In his book ‘Musicology’, neuroscientist Oliver Sacks discusses ‘earworms’ - those snatches of music that seem to pop into our heads spontaneously and often torment us for days. For me, the genesis of a poem is a kind of earworm. As I run or walk or climb, I hear a line or phrase, almost as a kind of auditory hallucination. I usually try to ignore it at first and concentrate on whatever I’m meant to be doing (particularly when climbing – the last thing that’s going to help you with a tricky laybacking move is the opening of a sonnet). But these lines don’t go away. Worse, as I repeat them over in my head, they seem to suggest other lines – the original ‘earworm’ is extended in various, different ways, until I find other phrases that stick to it. This process continues for some time: picture me, if you will, dodging cars at the last minute as I sprint across a road, repeating a sequence of words, only remembering to check for traffic at the last minute. Who says poetry’s a safe occupation? As the poem grows, I become increasingly terrified I’ll forget it. But, inevitably, by the time I get home, the best lines have stuck and only the weaker ones, the ones that didn’t quite work, have been forgotten."

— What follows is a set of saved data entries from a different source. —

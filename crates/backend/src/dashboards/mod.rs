pub mod common;
pub mod d400_overview;
pub mod d401_cleaned_data;
pub mod d402_top_products;
pub mod d403_association_rules;
pub mod d404_promo_scenarios;
pub mod d405_executive_summary;

use contracts::dashboards::common::{DashboardPage, PageView, RenderRequest};

use crate::shared::data::artifacts::Datasets;

/// Evaluate one page against a dataset snapshot.
///
/// Pure: the same snapshot and request always give the same view, and
/// nothing in the snapshot is modified.
pub fn render_page(datasets: &Datasets, request: &RenderRequest) -> PageView {
    match request.page {
        DashboardPage::Overview => d400_overview::service::render(datasets),
        DashboardPage::CleanedData => d401_cleaned_data::service::render(datasets),
        DashboardPage::TopProducts => {
            d402_top_products::service::render(datasets, &request.params.top_products)
        }
        DashboardPage::AssociationRules => {
            d403_association_rules::service::render(datasets, &request.params.association_rules)
        }
        DashboardPage::PromoScenarios => {
            d404_promo_scenarios::service::render(datasets, &request.params.promo_scenarios)
        }
        DashboardPage::ExecutiveSummary => d405_executive_summary::service::render(datasets),
    }
}

#[cfg(test)]
mod tests {
    use super::*;
    use contracts::shared::artifacts::DatasetName;

    use crate::shared::table::Table;

    #[test]
    fn test_every_page_renders_without_artifacts() {
        let datasets = Datasets::from_tables(Vec::<(DatasetName, Table)>::new());

        for page in DashboardPage::ALL {
            let view = render_page(&datasets, &RenderRequest::defaults(page));
            assert_eq!(view.page, page);
            assert!(!view.sections.is_empty());

            match page {
                DashboardPage::Overview | DashboardPage::ExecutiveSummary => {
                    assert!(view.notice_ids().is_empty())
                }
                _ => assert_eq!(view.notice_ids(), vec!["missing_artifact"]),
            }
        }
    }

    #[test]
    fn test_render_is_repeatable() {
        let promo = Table::from_csv(
            "discount_pct,total_revenue_impact,cross_sell_items\n0.05,100,1\n0.1,50,2\n".as_bytes(),
        )
        .unwrap();
        let datasets = Datasets::from_tables([(DatasetName::Promo, promo)]);
        let request = RenderRequest::defaults(DashboardPage::PromoScenarios);

        let first = serde_json::to_value(render_page(&datasets, &request)).unwrap();
        let second = serde_json::to_value(render_page(&datasets, &request)).unwrap();
        assert_eq!(first, second);
    }
}
use std::cmp::Ordering;

use super::coerce::numeric_column;
use super::ViewResult;
use crate::shared::table::Table;

/// The `n` rows with the largest numeric value in `column`, largest first.
///
/// Rows without a numeric value are not ranked. The sort is stable, so tied
/// rows keep their original order.
pub fn top_n(table: &Table, n: usize, column: &str) -> ViewResult<Table> {
    let values = numeric_column(table, column)?;

    let mut ranked: Vec<(usize, f64)> = values
        .into_iter()
        .enumerate()
        .filter_map(|(row, value)| value.map(|v| (row, v)))
        .collect();

    ranked.sort_by(|a, b| b.1.partial_cmp(&a.1).unwrap_or(Ordering::Equal));
    ranked.truncate(n);

    let indices: Vec<usize> = ranked.into_iter().map(|(row, _)| row).collect();
    Ok(table.take(&indices))
}

#[cfg(test)]
mod tests {
    use super::*;
    use contracts::shared::table::CellValue;

    fn baseline() -> Table {
        Table::from_csv(
            "Description,revenue,avg_price\n\
             X,100,5\n\
             Y,50,2\n"
                .as_bytes(),
        )
        .unwrap()
    }

    fn rules() -> Table {
        Table::from_csv(
            "antecedent,consequent,lift\n\
             a,b,2.5\n\
             c,d,4.0\n\
             e,f,2.5\n\
             g,h,\n\
             i,j,1.1\n"
                .as_bytes(),
        )
        .unwrap()
    }

    #[test]
    fn test_top_one_by_revenue() {
        let top = top_n(&baseline(), 1, "revenue").unwrap();

        assert_eq!(top.len(), 1);
        assert_eq!(
            top.rows()[0],
            vec![
                CellValue::Text("X".to_string()),
                CellValue::Integer(100),
                CellValue::Integer(5),
            ]
        );
    }

    #[test]
    fn test_ties_keep_original_order() {
        let top = top_n(&rules(), 3, "lift").unwrap();
        let antecedents: Vec<String> = top.rows().iter().map(|r| r[0].to_string()).collect();
        assert_eq!(antecedents, vec!["c", "a", "e"]);
    }

    #[test]
    fn test_missing_values_are_not_ranked() {
        let top = top_n(&rules(), 10, "lift").unwrap();
        assert_eq!(top.len(), 4);
    }

    #[test]
    fn test_top_n_is_idempotent() {
        let table = rules();
        for n in 0..=table.len() {
            let once = top_n(&table, n, "lift").unwrap();
            let twice = top_n(&once, n, "lift").unwrap();
            assert_eq!(once, twice, "n = {}", n);
        }
    }

    #[test]
    fn test_missing_rank_column() {
        assert!(top_n(&baseline(), 5, "lift").is_err());
    }
}
use std::env;
use std::fs;
use std::path::Path;

/// Copies the workspace `config.toml` next to the built binary, where
/// `load_config()` looks for it.
fn main() {
    println!("cargo:rerun-if-changed=../../config.toml");

    let out_dir = env::var("OUT_DIR").expect("OUT_DIR is set by cargo");
    let profile = env::var("PROFILE").expect("PROFILE is set by cargo");

    // OUT_DIR is target/<profile>/build/retail-dashboard-xxx/out
    let Some(target_dir) = Path::new(&out_dir).ancestors().find(|p| p.ends_with(&profile)) else {
        println!("cargo:warning=target profile directory not found, config.toml not copied");
        return;
    };

    let source_config = Path::new(env!("CARGO_MANIFEST_DIR")).join("../../config.toml");
    if !source_config.exists() {
        println!("cargo:warning=config.toml not found at {:?}, using embedded defaults", source_config);
        return;
    }

    let dest_config = target_dir.join("config.toml");
    fs::copy(&source_config, &dest_config)
        .unwrap_or_else(|e| panic!("Failed to copy config.toml: {}", e));
}
use axum::{extract::Path, http::StatusCode, Json};
use contracts::dashboards::common::{DashboardPage, PageInfo, PageView, RenderRequest};

use crate::dashboards;
use crate::shared::data::artifacts::get_artifacts;

fn render(request: &RenderRequest) -> PageView {
    let datasets = get_artifacts().snapshot();
    let view = dashboards::render_page(&datasets, request);

    let notices = view.notice_ids();
    if notices.is_empty() {
        tracing::info!("Dashboard: rendered '{}' ({} sections)", view.page.id(), view.sections.len());
    } else {
        tracing::info!(
            "Dashboard: rendered '{}' ({} sections, notices: {})",
            view.page.id(),
            view.sections.len(),
            notices.join(", ")
        );
    }

    view
}

/// GET /api/dashboard/pages
pub async fn list_pages() -> Json<Vec<PageInfo>> {
    Json(DashboardPage::ALL.into_iter().map(PageInfo::from).collect())
}

/// GET /api/dashboard/pages/:page
pub async fn get_page(Path(page): Path<String>) -> Result<Json<PageView>, StatusCode> {
    let page: DashboardPage = page.parse().map_err(|e| {
        tracing::warn!("Dashboard: {}", e);
        StatusCode::NOT_FOUND
    })?;

    Ok(Json(render(&RenderRequest::defaults(page))))
}

/// POST /api/dashboard/render
pub async fn render_page(Json(request): Json<RenderRequest>) -> Result<Json<PageView>, StatusCode> {
    tracing::debug!("Dashboard: render request {:?}", request);
    Ok(Json(render(&request)))
}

"Well, know I've written the poem, how
am I going to get down?"
Reading Barbara Lex's article on 'The Neurobiology of Ritual Trance' (1979) earlier this week, I started to think about what the activities of running and writing might share at a neural level. Lex is interested in how rhythmically structured activities affect the brain, inducing a kind of trance-like state. This aspect of rhythm is something that all rituals have in common, she argues. It is also an important component of poetry (certainly the kind of poetry I like to write) and, of course, physical exercise such as running.

Lex suggests that these kinds of rhythmic activity rely heavily on the right hemipshere with its more holistic, intuitive style of comprehension. Citing Ornstein (1972) she suggests that many ritual activities 'distract' the logical, comprehending left hemisphere, allowing the right to assume dominance for the duration of the ritual:

"The driving techniques employed in rituals are designed to sensitise or 'tune' the nervous system and thereby lessen inhibition of the right hemisphere and permit temporary right-hemisphere dominance....to achieve synchronisation of cortical rhythms in both hemispheres" (1979:144)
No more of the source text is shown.